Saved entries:
impl<S> Stream for CountingStream<S>
where
    S: Stream<Item = Result<Bytes, std::io::Error>> + Unpin,
{
    type Item = Result<Bytes, std::io::Error>;

    fn poll_next(self: Pin<&mut Self>, cx: &mut Context<'_>) -> Poll<Option<Self::Item>> {
        let this = self.get_mut();
        match Pin::new(&mut this.inner).poll_next(cx) {
            Poll::Ready(Some(Ok(chunk))) => {
                this.counted += chunk.len();
                Poll::Ready(Some(Ok(chunk)))
            }
            Poll::Ready(Some(Err(err))) => Poll::Ready(Some(Err(err))),
            Poll::Ready(None) => {
                if let Some(metrics) = this.metrics.take() {
                    metrics.finish(&this.span, this.status, this.counted);
                }
                Poll::Ready(None)
            }
            Poll::Pending => Poll::Pending,
        }
    }
}

/// Buffered template handler (spec.md §4.F): assembles the buffered dot
/// value, executes the template into a string, then (on success) merges
/// headers and writes status + body.
async fn buffered_handler(
    instance: &Instance,
    headers: &HeaderMap,
    method: &Method,
    uri: &Uri,
    body: &Bytes,
    path_vars: Vec<(String, String)>,
    name: &str,
) -> Response {
    let request_cancel = CancellationToken::new();
    let ctx = ProviderContext {
        server_cancel: instance.cancellation(),
        request_cancel: &request_cancel,
        method,
        uri,
        headers,
        body,
        path_vars: &path_vars,
        field_name: "",
        settings: instance.user_config(),
        instance,
        sink: None,
    };

    let dot = match instance.buffered_plan().assemble(&ctx).await {
        Ok(dot) => dot,
        Err(err) => {
            tracing::error!(error = %err, template = name, "dot provider failed to initialize");
            return AppError::Internal(err.to_string()).into_response();
        }
    };

    let (body_bytes, render_result) = render_buffered(instance.clone(), name.to_string(), dot.clone()).await;
    let outcome = dot.signal().resolve(render_result);

    let exec_error = match &outcome {
        ExecOutcome::Error(err) => Some(ExecError::from(err)),
        ExecOutcome::Ok | ExecOutcome::Hijack(_) => None,
    };
    let cleanup_error = instance.buffered_plan().cleanup(&dot, exec_error).await;

    if let Some(err) = cleanup_error {
        tracing::error!(error = %err, template = name, "dot provider cleanup failed");
        return AppError::Internal(err.to_string()).into_response();
    }

    match outcome {
        ExecOutcome::Hijack(response) => response,
        ExecOutcome::Error(err) => {
            tracing::error!(error = %err, template = name, "template execution failed");
            AppError::Internal(err.to_string()).into_response()
        }
        ExecOutcome::Ok => {
            let mut response_headers = HeaderMap::new();
            let mut status = StatusCode::OK;
            if let Some(field) = instance.response_field() {
                let state = dot.field(field).cloned().and_then(|v| v.downcast_object::<ResponseState>());
                if let Some(state) = state {
                    status = StatusCode::from_u16(state.status()).unwrap_or(StatusCode::OK);
                    state.apply_to(&mut response_headers);
                }
            }
            response_headers.insert(CONTENT_TYPE, HeaderValue::from_static("text/html; charset=utf-8"));
            response_headers.insert(CONTENT_LENGTH, HeaderValue::from(body_bytes.len()));
            (status, response_headers, body_bytes).into_response()
        }
    }
}

/// Streaming (SSE) template handler (spec.md §4.F): writes response headers
/// immediately, then runs template execution in a spawned task that writes
/// chunks into a channel-backed body stream. Cancellation is derived from
/// the body stream's receiver being dropped (client disconnect).
async fn streaming_handler(
    instance: &Instance,
    headers: &HeaderMap,
    _method: &Method,
    uri: &Uri,
    body: &Bytes,
    path_vars: Vec<(String, String)>,
    name: &str,
    span: tracing::Span,
    metrics: ResponseMetrics,
) -> Response {
    let accepts_event_stream = headers
        .get(ACCEPT)
        .and_then(|v| v.to_str().ok())
        .map(|v| v.contains("text/event-stream") || v.contains("*/*"))
        .unwrap_or(false);
    if !accepts_event_stream {
        let response = AppError::NotAcceptable("Accept: text/event-stream required".to_string()).into_response();
        metrics.finish(&span, response.status().as_u16(), content_length_of(&response));
        return response;
    }

    let request_cancel = CancellationToken::new();
    let (tx, rx) = mpsc::unbounded_channel();
    let sink = StreamSink::new(tx.clone());

    let owned_method = Method::GET;
    let owned_uri = uri.clone();
    let owned_headers = headers.clone();
    let owned_body = body.clone();
    let owned_name = name.to_string();
    let owned_instance = instance.clone();
    let owned_request_cancel = request_cancel.clone();

    // Cancel on client disconnect: `closed()` resolves once the receiver
    // (the response body stream) is dropped.
    tokio::spawn({
        let tx_for_close = tx.clone();
        let request_cancel = request_cancel.clone();
        async move {
            tx_for_close.closed().await;
            request_cancel.cancel();
        }
    });
    drop(tx);

    tokio::spawn(async move {
        let ctx = ProviderContext {
            server_cancel: owned_instance.cancellation(),
            request_cancel: &owned_request_cancel,
            method: &owned_method,
            uri: &owned_uri,
            headers: &owned_headers,
            body: &owned_body,
            path_vars: &path_vars,
            field_name: "",
            settings: owned_instance.user_config(),
            instance: &owned_instance,
            sink: Some(sink.clone()),
        };

        let dot = match owned_instance.flusher_plan().assemble(&ctx).await {
            Ok(dot) => dot,
            Err(err) => {
                tracing::error!(error = %err, template = %owned_name, "dot provider failed to initialize (streaming)");
                return;
            }
        };

        let result = render_to_write_blocking(owned_instance.clone(), owned_name.clone(), dot.clone(), sink.clone()).await;
        if let Err(err) = &result {
            tracing::error!(error = %err, template = %owned_name, "streaming template execution failed");
        }
        let outcome = dot.signal().resolve(result);
        sink.flush();

        let exec_error = match &outcome {
            ExecOutcome::Error(err) => Some(ExecError::from(err)),
            ExecOutcome::Ok | ExecOutcome::Hijack(_) => None,
        };
        let cleanup_error = owned_instance.flusher_plan().cleanup(&dot, exec_error).await;
        if let Some(err) = cleanup_error {
            tracing::error!(error = %err, "dot provider cleanup failed (streaming)");
        }
        sink.flush();
    });

    let counted = CountingStream {
        inner: UnboundedReceiverStream::new(rx),
        counted: 0,
        span,
        status: StatusCode::OK.as_u16(),
        metrics: Some(metrics),
    };
    let response_body = Body::from_stream(counted);
    let mut response = Response::new(response_body);
    *response.status_mut() = StatusCode::OK;
    let response_headers = response.headers_mut();
    response_headers.insert(CONTENT_TYPE, HeaderValue::from_static("text/event-stream"));
    response_headers.insert(CACHE_CONTROL, HeaderValue::from_static("no-cache"));
    response_headers.insert(CONNECTION, HeaderValue::from_static("keep-alive"));
    response
}

/// Static asset handler (spec.md §4.A steps 1-5).
async fn asset_handler(instance: &Instance, path: &str, query: Option<&str>, req_headers: &HeaderMap) -> Response {
    let Some(asset) = instance.assets().get(path) else {
        return AppError::NotFound.into_response();
    };

    let requested_hash = query.and_then(|q| query_param(q, "hash"));
    let hash_matched = match &requested_hash {
        Some(h) => {
            if h.as_ref() != asset.content_hash {
                return AppError::NotFound.into_response();
            }
            true
        }
        None => false,
    };

    let accept_encoding = req_headers.get(ACCEPT_ENCODING).and_then(|v| v.to_str().ok());
    let Some(entry) = crate::assets::negotiate_encoding(asset, accept_encoding) else {
        tracing::error!(path = %path, "asset has no identity encoding; build invariant violated");
        return AppError::Internal("asset has no identity encoding".to_string()).into_response();
    };

    let (bytes, live_modtime) = match entry.read().await {
        Ok(pair) => pair,
        Err(err) => {
            tracing::error!(error = %err, path = %path, "failed to read asset from disk");
            return AppError::Internal("failed to read asset".to_string()).into_response();
        }
    };
    if let Some(live) = live_modtime {
        if live != entry.modtime {
            tracing::warn!(path = %path, "asset modtime on disk differs from the recorded build-time modtime");
        }
    }

    let content_encoding = match entry.label {
        crate::assets::Encoding::Identity => None,
        crate::assets::Encoding::Gzip => Some("gzip"),
        crate::assets::Encoding::Br => Some("br"),
        crate::assets::Encoding::Zstd => Some("zstd"),
    };

    let meta = crate::content::ContentMeta {
        etag: Some(asset.content_hash.clone()),
        modified: Some(entry.modtime),
        content_type: Some(asset.content_type.clone()),
        content_encoding,
        cache_control: hash_matched.then_some("public, max-age=31536000, immutable"),
        vary_accept_encoding: true,
    };

    crate::content::serve_bytes(bytes, &meta, req_headers)
}
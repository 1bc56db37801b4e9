//! S5 — SSE and cancellation (spec.md §8).

use axum::body::{to_bytes, Body};
use xtemplate_core::config::{Config, TemplatesRoot};
use xtemplate_core::handlers;
use xtemplate_core::http::{Method, Request};
use xtemplate_core::instance;

#[tokio::test]
async fn s5_sse_emits_initial_frame_then_closes_once_the_instance_cancels() {
    let dir = tempfile::tempdir().unwrap();
    std::fs::write(
        dir.path().join("reload.html"),
        r#"{{define "SSE /reload"}}data: reload

{{ flush.WaitForServerStop() }}{{end}}"#,
    )
    .unwrap();

    let config = Config::new(TemplatesRoot::Dir(dir.path().to_path_buf())).with_default_providers();
    let instance = instance::build(config).await.unwrap();

    let mut req = Request::builder().method(Method::GET).uri("/reload").body(Body::empty()).unwrap();
    req.headers_mut().insert("accept", "text/event-stream".parse().unwrap());

    let resp = handlers::dispatch(instance.clone(), req).await;
    assert_eq!(resp.status(), 200);
    assert_eq!(resp.headers().get("content-type").unwrap(), "text/event-stream");
    assert_eq!(resp.headers().get("cache-control").unwrap(), "no-cache");

    // Cancel shortly after the handler starts; `WaitForServerStop` polls in
    // 5ms slices, so it notices well within this test's timeout.
    tokio::time::sleep(std::time::Duration::from_millis(20)).await;
    instance.cancellation().cancel();

    let body = tokio::time::timeout(std::time::Duration::from_secs(2), to_bytes(resp.into_body(), usize::MAX))
        .await
        .expect("stream should close once the instance cancels")
        .unwrap();
    assert_eq!(&body[..], b"data: reload\n\n");
}

#[tokio::test]
async fn s5_sse_requires_event_stream_accept_header() {
    let dir = tempfile::tempdir().unwrap();
    std::fs::write(
        dir.path().join("reload.html"),
        r#"{{define "SSE /reload"}}data: reload

{{end}}"#,
    )
    .unwrap();

    let config = Config::new(TemplatesRoot::Dir(dir.path().to_path_buf())).with_default_providers();
    let instance = instance::build(config).await.unwrap();

    let req = Request::builder().method(Method::GET).uri("/reload").body(Body::empty()).unwrap();
    let resp = handlers::dispatch(instance, req).await;
    assert_eq!(resp.status(), 406);
}
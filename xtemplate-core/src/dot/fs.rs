//! `filesystem-reader` dot provider: a rooted, read-only view over a
//! configured directory, distinct from the template filesystem itself.

use std::collections::BTreeMap;
use std::path::{Path, PathBuf};
use std::sync::atomic::{AtomicU64, Ordering};
use std::sync::{Arc, Mutex};

use futures_util::future::BoxFuture;
use minijinja::value::{Object, Value};
use minijinja::{Error, ErrorKind, State};

use super::{DotProvider, ExecError, ProviderContext, ProviderError};
use crate::content::{self, ContentMeta};
use crate::functions::lookup_signal_slot;

pub struct FsProviderFactory;

pub struct FsProvider {
    root: PathBuf,
}

impl FsProvider {
    pub fn from_settings(field: &str, settings: &crate::config::ConfigMap) -> Result<Self, crate::error::ConfigError> {
        let root = settings.require_str(field, "root")?;
        Ok(Self { root: PathBuf::from(root) })
    }
}

impl DotProvider for FsProvider {
    fn value<'a>(&'a self, _ctx: &'a ProviderContext<'a>) -> BoxFuture<'a, Result<Value, ProviderError>> {
        let root = self.root.clone();
        Box::pin(async move { Ok(Value::from_object(FsSession::new(root))) })
    }

    fn needs_cleanup(&self) -> bool {
        true
    }

    fn cleanup<'a>(&'a self, value: Value, error: Option<ExecError>) -> BoxFuture<'a, Option<ExecError>> {
        Box::pin(async move {
            let Some(session) = value.downcast_object::<FsSession>() else { return error };
            session.close_all();
            error
        })
    }
}

/// Resolves a request-relative path against `root`, rejecting any attempt to
/// escape it via `..`.
fn resolve(root: &Path, requested: &str) -> Option<PathBuf> {
    let mut resolved = root.to_path_buf();
    for component in Path::new(requested.trim_start_matches('/')).components() {
        match component {
            std::path::Component::Normal(part) => resolved.push(part),
            std::path::Component::CurDir => {}
            _ => return None,
        }
    }
    Some(resolved)
}

/// A handle opened via `Open`, tracked so cleanup can close anything the
/// template forgot to.
struct OpenHandle {
    path: PathBuf,
    closed: bool,
}

#[derive(Debug)]
struct FsSession {
    root: PathBuf,
    handles: Mutex<BTreeMap<u64, OpenHandle>>,
    next_handle: AtomicU64,
}

impl std::fmt::Debug for OpenHandle {
    fn fmt(&self, f: &mut std::fmt::Formatter<'_>) -> std::fmt::Result {
        f.debug_struct("OpenHandle").field("path", &self.path).field("closed", &self.closed).finish()
    }
}

impl FsSession {
    fn new(root: PathBuf) -> Self {
        Self { root, handles: Mutex::new(BTreeMap::new()), next_handle: AtomicU64::new(1) }
    }

    fn close_all(&self) {
        let mut handles = self.handles.lock().unwrap();
        for handle in handles.values_mut() {
            handle.closed = true;
        }
    }
}

fn path_arg(args: &[Value], idx: usize, fname: &str) -> Result<String, Error> {
    args.get(idx)
        .and_then(|v| v.as_str())
        .map(str::to_string)
        .ok_or_else(|| Error::new(ErrorKind::MissingArgument, format!("{fname}: missing path")))
}

fn io_error(err: std::io::Error) -> Error {
    Error::new(ErrorKind::InvalidOperation, err.to_string())
}

impl Object for FsSession {
    fn call_method(
        self: &Arc<Self>,
        state: &State,
        method: &str,
        args: &[Value],
    ) -> Result<Value, Error> {
        match method {
            "Read" => {
                let requested = path_arg(args, 0, "Read")?;
                let path = resolve(&self.root, &requested)
                    .ok_or_else(|| Error::new(ErrorKind::InvalidOperation, "Read: path escapes root"))?;
                let bytes = std::fs::read(&path).map_err(io_error)?;
                Ok(Value::from(String::from_utf8_lossy(&bytes).into_owned()))
            }
            "Stat" => {
                let requested = path_arg(args, 0, "Stat")?;
                let path = resolve(&self.root, &requested)
                    .ok_or_else(|| Error::new(ErrorKind::InvalidOperation, "Stat: path escapes root"))?;
                let meta = std::fs::metadata(&path).map_err(io_error)?;
                let mut map = BTreeMap::new();
                map.insert("Size".to_string(), Value::from(meta.len()));
                map.insert("IsDir".to_string(), Value::from(meta.is_dir()));
                let modified = meta
                    .modified()
                    .ok()
                    .and_then(|t| t.duration_since(std::time::UNIX_EPOCH).ok())
                    .map(|d| d.as_secs() as i64)
                    .unwrap_or(0);
                map.insert("ModTime".to_string(), Value::from(modified));
                Ok(Value::from_serialize(&map))
            }
            "Exists" => {
                let requested = path_arg(args, 0, "Exists")?;
                let exists = resolve(&self.root, &requested)
                    .map(|p| p.exists())
                    .unwrap_or(false);
                Ok(Value::from(exists))
            }
            "ListFiles" => {
                let requested = args.first().and_then(|v| v.as_str()).unwrap_or("").to_string();
                let dir = resolve(&self.root, &requested)
                    .ok_or_else(|| Error::new(ErrorKind::InvalidOperation, "ListFiles: path escapes root"))?;
                let mut names = Vec::new();
                for entry in std::fs::read_dir(&dir).map_err(io_error)? {
                    let entry = entry.map_err(io_error)?;
                    names.push(entry.file_name().to_string_lossy().into_owned());
                }
                names.sort();
                Ok(Value::from(names))
            }
            "Open" => {
                let requested = path_arg(args, 0, "Open")?;
                let path = resolve(&self.root, &requested)
                    .ok_or_else(|| Error::new(ErrorKind::InvalidOperation, "Open: path escapes root"))?;
                if !path.exists() {
                    return Err(Error::new(ErrorKind::InvalidOperation, format!("Open: no such file {requested:?}")));
                }
                let id = self.next_handle.fetch_add(1, Ordering::Relaxed);
                self.handles.lock().unwrap().insert(id, OpenHandle { path, closed: false });
                Ok(Value::from_object(FileHandle { session: self.clone(), id }))
            }
            "ServeFile" => {
                let requested = path_arg(args, 0, "ServeFile")?;
                let path = resolve(&self.root, &requested)
                    .ok_or_else(|| Error::new(ErrorKind::InvalidOperation, "ServeFile: path escapes root"))?;
                let bytes = std::fs::read(&path).map_err(io_error)?;
                let modified = std::fs::metadata(&path).ok().and_then(|m| m.modified().ok());
                let slot = lookup_signal_slot(state)
                    .ok_or_else(|| Error::new(ErrorKind::InvalidOperation, "ServeFile used outside a request"))?;
                let meta = ContentMeta {
                    modified,
                    content_type: mime_guess::from_path(&path).first_raw().map(str::to_string),
                    ..Default::default()
                };
                let response = content::serve_bytes(crate::http::Bytes::from(bytes), &meta, &crate::http::HeaderMap::new());
                slot.set_hijack(response);
                Err(slot.abort_error())
            }
            other => Err(Error::new(ErrorKind::UnknownMethod, format!("filesystem has no method {other:?}"))),
        }
    }
}

/// An `Open` handle; its only methods are reading its full content and
/// explicitly `Close`ing, after which further use errors.
#[derive(Debug)]
struct FileHandle {
    session: Arc<FsSession>,
    id: u64,
}

impl Object for FileHandle {
    fn call_method(
        self: &Arc<Self>,
        _state: &State,
        method: &str,
        _args: &[Value],
    ) -> Result<Value, Error> {
        let mut handles = self.session.handles.lock().unwrap();
        let Some(handle) = handles.get_mut(&self.id) else {
            return Err(Error::new(ErrorKind::InvalidOperation, "handle no longer tracked"));
        };
        match method {
            "Read" => {
                if handle.closed {
                    return Err(Error::new(ErrorKind::InvalidOperation, "Read: handle is closed"));
                }
                let bytes = std::fs::read(&handle.path).map_err(io_error)?;
                Ok(Value::from(String::from_utf8_lossy(&bytes).into_owned()))
            }
            "Close" => {
                handle.closed = true;
                Ok(Value::from(()))
            }
            other => Err(Error::new(ErrorKind::UnknownMethod, format!("file handle has no method {other:?}"))),
        }
    }
}

impl crate::dot::DotProviderFactory for FsProviderFactory {
    fn build(&self, field_name: &str, settings: &crate::config::ConfigMap) -> Result<Arc<dyn DotProvider>, crate::error::BuildError> {
        Ok(Arc::new(FsProvider::from_settings(field_name, settings)?))
    }
}

#[cfg(test)]
mod tests {
    use super::*;

    #[test]
    fn resolve_rejects_parent_traversal() {
        let root = PathBuf::from("/srv/data");
        assert!(resolve(&root, "../../etc/passwd").is_none());
        assert_eq!(resolve(&root, "sub/file.txt").unwrap(), root.join("sub").join("file.txt"));
    }

    #[test]
    fn close_all_marks_open_handles_closed() {
        let session = FsSession::new(PathBuf::from("."));
        session.handles.lock().unwrap().insert(1, OpenHandle { path: PathBuf::from("x"), closed: false });
        session.close_all();
        assert!(session.handles.lock().unwrap().get(&1).unwrap().closed);
    }
}
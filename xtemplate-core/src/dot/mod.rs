//! Dot assembly: synthesizing a per-request root value from an ordered list
//! of provider configs, and the built-in providers.
//!
//! Pooling is intentionally omitted — every request allocates a fresh
//! [`DotRecord`] rather than recycling one from a pool. See `DESIGN.md`.

pub mod flush;
pub mod instance_view;
pub mod request;
pub mod response;

#[cfg(feature = "bus")]
pub mod bus;
#[cfg(feature = "fs")]
pub mod fs;
#[cfg(feature = "kv")]
pub mod kv;
#[cfg(feature = "sql")]
pub mod sql;

use std::fmt;
use std::sync::Arc;

use futures_util::future::BoxFuture;
use minijinja::value::{Object, Value};
use tokio_util::sync::CancellationToken;

use crate::config::ConfigMap;
use crate::error::SignalSlot;
use crate::functions::SIGNAL_CONTEXT_KEY;
use crate::http::{HeaderMap, Method, Uri};

/// A provider-init or cleanup failure.
#[derive(Debug, thiserror::Error, Clone)]
#[error("{0}")]
pub struct ProviderError(pub String);

impl ProviderError {
    pub fn new(msg: impl Into<String>) -> Self {
        Self(msg.into())
    }
}

/// A lightweight, owned copy of a template execution error, threaded through
/// the cleanup chain so later providers can see what earlier ones (or the
/// template itself) produced.
#[derive(Debug, Clone)]
pub struct ExecError(pub String);

impl From<&minijinja::Error> for ExecError {
    fn from(err: &minijinja::Error) -> Self {
        ExecError(err.to_string())
    }
}

impl fmt::Display for ExecError {
    fn fmt(&self, f: &mut fmt::Formatter<'_>) -> fmt::Result {
        write!(f, "{}", self.0)
    }
}

/// Everything a provider needs to produce this request's value for its
/// field.
pub struct ProviderContext<'a> {
    pub server_cancel: &'a CancellationToken,
    pub request_cancel: &'a CancellationToken,
    pub method: &'a Method,
    pub uri: &'a Uri,
    pub headers: &'a HeaderMap,
    pub body: &'a crate::http::Bytes,
    pub path_vars: &'a [(String, String)],
    pub field_name: &'a str,
    pub settings: &'a ConfigMap,
    pub instance: &'a crate::instance::Instance,
    /// The streaming handler's write destination; `None` for buffered/init
    /// plans.
    pub sink: Option<Arc<flush::StreamSink>>,
}

/// A pluggable dot provider. Implementors contribute exactly one named field
/// to the synthesized request root.
pub trait DotProvider: Send + Sync {
    /// Produces this request's value for the field. A representative value
    /// produced against a mock/build-time context also satisfies the build
    /// step's type probe.
    fn value<'a>(&'a self, ctx: &'a ProviderContext<'a>) -> BoxFuture<'a, Result<Value, ProviderError>>;

    /// Whether this provider participates in the cleanup chain. Providers
    /// that implement a cleanup contract are recorded by index.
    fn needs_cleanup(&self) -> bool {
        false
    }

    /// Runs in declaration order (not reverse) once template execution has
    /// finished; receives and may replace the accumulated error.
    fn cleanup<'a>(
        &'a self,
        _value: Value,
        error: Option<ExecError>,
    ) -> BoxFuture<'a, Option<ExecError>> {
        Box::pin(async move { error })
    }
}

/// Trait object-safe factory for user-defined ([`crate::config::ProviderKind::Custom`])
/// provider kinds, registered via [`crate::config::Config::register_provider_factory`].
pub trait DotProviderFactory: Send + Sync {
    fn build(&self, field_name: &str, settings: &ConfigMap) -> Result<Arc<dyn DotProvider>, crate::error::BuildError>;
}

/// A synthesized record type built from an ordered list of providers.
#[derive(Clone)]
pub struct DotPlan {
    pub(crate) entries: Vec<(String, Arc<dyn DotProvider>)>,
    pub(crate) cleanup_indices: Vec<usize>,
}

impl DotPlan {
    pub fn new(entries: Vec<(String, Arc<dyn DotProvider>)>) -> Self {
        let cleanup_indices = entries
            .iter()
            .enumerate()
            .filter_map(|(i, (_, p))| p.needs_cleanup().then_some(i))
            .collect();
        Self { entries, cleanup_indices }
    }

    pub fn field_names(&self) -> impl Iterator<Item = &str> {
        self.entries.iter().map(|(name, _)| name.as_str())
    }

    /// Builds this request's [`DotValue`] by running every provider in
    /// order and synthesizing the result into one record.
    pub async fn assemble(&self, ctx_base: &ProviderContext<'_>) -> Result<DotValue, ProviderError> {
        let mut fields = Vec::with_capacity(self.entries.len() + 1);
        for (name, provider) in &self.entries {
            let ctx = ProviderContext { field_name: name, ..clone_ctx(ctx_base) };
            let value = provider.value(&ctx).await?;
            fields.push((name.clone(), value));
        }
        let signal = SignalSlot::new();
        fields.push((SIGNAL_CONTEXT_KEY.to_string(), Value::from_object(signal.clone())));
        Ok(DotValue::new(fields, signal))
    }

    /// Runs cleanup in declaration order, folding the accumulated error.
    pub async fn cleanup(&self, dot: &DotValue, mut error: Option<ExecError>) -> Option<ExecError> {
        for &idx in &self.cleanup_indices {
            let (name, provider) = &self.entries[idx];
            let value = dot.field(name).cloned().unwrap_or(Value::from(()));
            error = provider.cleanup(value, error).await;
        }
        error
    }
}

fn clone_ctx<'a>(ctx: &ProviderContext<'a>) -> ProviderContext<'a> {
    ProviderContext {
        server_cancel: ctx.server_cancel,
        request_cancel: ctx.request_cancel,
        method: ctx.method,
        uri: ctx.uri,
        headers: ctx.headers,
        body: ctx.body,
        path_vars: ctx.path_vars,
        field_name: ctx.field_name,
        settings: ctx.settings,
        instance: ctx.instance,
        sink: ctx.sink.clone(),
    }
}

/// The synthesized root value's backing object: a named struct per
/// commonly-used combination plus a generic map.
#[derive(Debug)]
pub struct DotRecord {
    fields: Vec<(String, Value)>,
}

impl DotRecord {
    pub fn field(&self, name: &str) -> Option<&Value> {
        self.fields.iter().find(|(n, _)| n == name).map(|(_, v)| v)
    }
}

impl Object for DotRecord {
    fn get_value(self: &Arc<Self>, key: &Value) -> Option<Value> {
        let name = key.as_str()?;
        self.field(name).cloned()
    }
}

/// A concrete instance of a [`DotPlan`]'s record type. Never retained
/// beyond the request.
#[derive(Clone)]
pub struct DotValue {
    record: Arc<DotRecord>,
    value: Value,
    signal: SignalSlot,
}

impl DotValue {
    fn new(fields: Vec<(String, Value)>, signal: SignalSlot) -> Self {
        let record = Arc::new(DotRecord { fields });
        let value = Value::from_dyn_object(record.clone());
        Self { record, value, signal }
    }

    pub fn field(&self, name: &str) -> Option<&Value> {
        self.record.field(name)
    }

    pub fn as_value(&self) -> Value {
        self.value.clone()
    }

    /// The signal slot `return`/`response.*`/`flush.*` raise into; resolved
    /// by the handler once template execution returns.
    pub fn signal(&self) -> &SignalSlot {
        &self.signal
    }
}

Problem to work on: Print the lines above from the one with "fn from(err: &minijinja::Error)" through the one with "value for its", both included, exactly as written and nothing more.

Reply to the exercise:
    fn from(err: &minijinja::Error) -> Self {
        ExecError(err.to_string())
    }
}

impl fmt::Display for ExecError {
    fn fmt(&self, f: &mut fmt::Formatter<'_>) -> fmt::Result {
        write!(f, "{}", self.0)
    }
}

/// Everything a provider needs to produce this request's value for its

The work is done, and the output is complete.